Introduction/Background The diagnostic evaluation of HRD is central to define targeted therapy strategies for patients with ovarian carcinoma, so advances in decentralized genomic profiling are mandatory to allow for broader testing. We show the feasibility of implementing HRD assays in academic setting laboratories, and evaluate prevalence of genomic large rearrangements (LRs) in real life cohorts of high-grade ovarian cancer patients.

Methodology We evaluated HRD in 514 ovarian carcinoma samples by a hybrid capture next-generation sequencing assay using the standardized Myriad Mychoice cdx HRD test. Each patient’s HRD status was evaluated by measuring the BRCA1/2 mutational status and the Genomic Instability Score (GIS). All samples were measured twice, in the central Myriad laboratory and in an academic molecular pathology laboratory, and the concordance was analyzed. Afterwards, the cohort was extended to 1163 ovarian cancer samples to determine real world prevalence of LRs in HRR genes.

Results Combining GIS and BRCA-mutations, a total of 200 (38.9%) of 514 tumors were HRD-positive. High-grade serous histology (p<0.000001), grade 3 tumors (p=0.001) and patient age <60 years (p=0.0003) were significantly associated with a positive GIS. Concordance between both laboratories for the HRD-status was 97.1% (499/514 tumors) with a sensitivity of 94.6% and a specificity of 98.4%.

LRs were found in 88/1163 (7.5%) of ovarian cancer samples. Interestingly, RAD51B, CDK12, BRCA1, ATM and BRCA2 were found to constitute 74% of all observed LRs.

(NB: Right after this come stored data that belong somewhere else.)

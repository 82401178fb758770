//! Simulation module
//!
//! All gameplay logic lives here:
//! - Explicit state passed by reference, no globals
//! - Seeded RNG only
//! - No rendering or platform dependencies

pub mod pump;
pub mod state;
pub mod tick;
pub mod weather;

pub use pump::{press_pump, release_pump};
pub use state::{GamePhase, GameState, PoolSizes, PumpLever, SimulationState, WeatherState};
pub use tick::{TickEvents, difficulty_multiplier, start_rain, stop_rain, tick};
pub use weather::{Cloud, CloudLobe, Raindrop};
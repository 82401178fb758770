//! Software rendering module
//!
//! Paints the whole scene procedurally into an RGBA framebuffer which the
//! web front end blits onto the canvas.

pub mod font;
pub mod framebuffer;
pub mod miner;
pub mod palette;
pub mod scene;

pub use framebuffer::{Framebuffer, Rgba};
pub use scene::{RenderOptions, draw_scene};
//! RGBA raster surface
//!
//! Coordinates are canvas pixels, `(0, 0)` top-left. Every fill uses
//! source-over blending and samples at pixel centres, so shapes drawn from the
//! same inputs always produce the same bytes.

use bytemuck::{Pod, Zeroable};
use glam::Vec2;

/// One pixel, laid out for `ImageData` (R, G, B, A bytes)
#[repr(C)]
#[derive(Debug, Copy, Clone, PartialEq, Eq, Default, Pod, Zeroable)]
pub struct Rgba {
    pub r: u8,
    pub g: u8,
    pub b: u8,
    pub a: u8,
}

impl Rgba {
    pub const TRANSPARENT: Rgba = Rgba::new(0, 0, 0, 0);
    pub const BLACK: Rgba = Rgba::new(0, 0, 0, 255);
    pub const WHITE: Rgba = Rgba::new(255, 255, 255, 255);

    pub const fn new(r: u8, g: u8, b: u8, a: u8) -> Self {
        Self { r, g, b, a }
    }

    /// Opaque colour from `0xRRGGBB`
    pub const fn hex(rgb: u32) -> Self {
        Self::new((rgb >> 16) as u8, (rgb >> 8) as u8, rgb as u8, 255)
    }

    /// Colour from float channels (0-255) and alpha (0-1), clamped
    pub fn from_f32(r: f32, g: f32, b: f32, alpha: f32) -> Self {
        let channel = |v: f32| v.clamp(0.0, 255.0).round() as u8;
        Self::new(channel(r), channel(g), channel(b), channel(alpha * 255.0))
    }

    pub fn with_alpha(self, alpha: f32) -> Self {
        Self {
            a: (alpha.clamp(0.0, 1.0) * 255.0).round() as u8,
            ..self
        }
    }

    /// `self` composited over `dst`
    fn over(self, dst: Rgba) -> Rgba {
        match self.a {
            255 => self,
            0 => dst,
            _ => {
                let sa = self.a as f32 / 255.0;
                let da = dst.a as f32 / 255.0;
                let out_a = sa + da * (1.0 - sa);
                let mix = |s: u8, d: u8| {
                    let c = (s as f32 * sa + d as f32 * da * (1.0 - sa)) / out_a;
                    c.round().clamp(0.0, 255.0) as u8
                };
                Rgba::new(
                    mix(self.r, dst.r),
                    mix(self.g, dst.g),
                    mix(self.b, dst.b),
                    (out_a * 255.0).round() as u8,
                )
            }
        }
    }
}

/// Owned pixel grid
#[derive(Debug, Clone, PartialEq)]
pub struct Framebuffer {
    width: u32,
    height: u32,
    pixels: Vec<Rgba>,
}

impl Framebuffer {
    pub fn new(width: u32, height: u32) -> Self {
        Self {
            width,
            height,
            pixels: vec![Rgba::TRANSPARENT; width as usize * height as usize],
        }
    }

    pub fn width(&self) -> u32 {
        self.width
    }

    pub fn height(&self) -> u32 {
        self.height
    }

    pub fn pixels(&self) -> &[Rgba] {
        &self.pixels
    }

    /// Raw RGBA bytes, ready for `ImageData`
    pub fn as_bytes(&self) -> &[u8] {
        bytemuck::cast_slice(&self.pixels)
    }

    pub fn pixel(&self, x: i32, y: i32) -> Option<Rgba> {
        self.index(x, y).map(|i| self.pixels[i])
    }

    pub fn clear(&mut self, color: Rgba) {
        self.pixels.fill(color);
    }

    fn index(&self, x: i32, y: i32) -> Option<usize> {
        if x < 0 || y < 0 || x >= self.width as i32 || y >= self.height as i32 {
            return None;
        }
        Some(y as usize * self.width as usize + x as usize)
    }

    #[inline]
    pub fn blend_pixel(&mut self, x: i32, y: i32, color: Rgba) {
        if let Some(i) = self.index(x, y) {
            self.pixels[i] = color.over(self.pixels[i]);
        }
    }

    /// Canvas-style `fillRect`: negative sizes extend left/up
    pub fn fill_rect(&mut self, x: f32, y: f32, w: f32, h: f32, color: Rgba) {
        let (x0, x1) = if w < 0.0 { (x + w, x) } else { (x, x + w) };
        let (y0, y1) = if h < 0.0 { (y + h, y) } else { (y, y + h) };

        let px0 = (x0.round() as i32).max(0);
        let py0 = (y0.round() as i32).max(0);
        let px1 = (x1.round() as i32).min(self.width as i32);
        let py1 = (y1.round() as i32).min(self.height as i32);

        for py in py0..py1 {
            for px in px0..px1 {
                self.blend_pixel(px, py, color);
            }
        }
    }

    pub fn fill_circle(&mut self, center: Vec2, radius: f32, color: Rgba) {
        if radius <= 0.0 {
            return;
        }
        let r2 = radius * radius;
        let y0 = ((center.y - radius).floor() as i32).max(0);
        let y1 = ((center.y + radius).ceil() as i32).min(self.height as i32);
        let x0 = ((center.x - radius).floor() as i32).max(0);
        let x1 = ((center.x + radius).ceil() as i32).min(self.width as i32);

        for py in y0..y1 {
            let dy = py as f32 + 0.5 - center.y;
            for px in x0..x1 {
                let dx = px as f32 + 0.5 - center.x;
                if dx * dx + dy * dy <= r2 {
                    self.blend_pixel(px, py, color);
                }
            }
        }
    }

    /// 1px line, one sample per step along the major axis
    pub fn line(&mut self, from: Vec2, to: Vec2, color: Rgba) {
        let delta = to - from;
        let steps = delta.x.abs().max(delta.y.abs()).ceil().max(1.0) as i32;
        for i in 0..=steps {
            let p = from.lerp(to, i as f32 / steps as f32);
            self.blend_pixel(p.x.floor() as i32, p.y.floor() as i32, color);
        }
    }

    pub fn fill_triangle(&mut self, a: Vec2, b: Vec2, c: Vec2, color: Rgba) {
        let edge = |p: Vec2, q: Vec2, r: Vec2| (q.x - p.x) * (r.y - p.y) - (q.y - p.y) * (r.x - p.x);
        let area = edge(a, b, c);
        if area == 0.0 {
            return;
        }

        let min = a.min(b).min(c);
        let max = a.max(b).max(c);
        let x0 = (min.x.floor() as i32).max(0);
        let y0 = (min.y.floor() as i32).max(0);
        let x1 = (max.x.ceil() as i32).min(self.width as i32);
        let y1 = (max.y.ceil() as i32).min(self.height as i32);

        for py in y0..y1 {
            for px in x0..x1 {
                let p = Vec2::new(px as f32 + 0.5, py as f32 + 0.5);
                let w0 = edge(b, c, p) * area.signum();
                let w1 = edge(c, a, p) * area.signum();
                let w2 = edge(a, b, p) * area.signum();
                if w0 >= 0.0 && w1 >= 0.0 && w2 >= 0.0 {
                    self.blend_pixel(px, py, color);
                }
            }
        }
    }
}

Conclusion The percentage of HRD-positive tumors found was similar to that observed in the PAOLA-1 trial, with a high concordance between central and local laboratories. These results support introduction of standardized HRD assay in academic molecular pathology laboratories, to allow for broad access to personalized oncology strategies for patients with ovarian cancer. Genomic LRs are observed in a small portion of ovarian cancer samples, with a skewed occurrence towards 5/15 genes.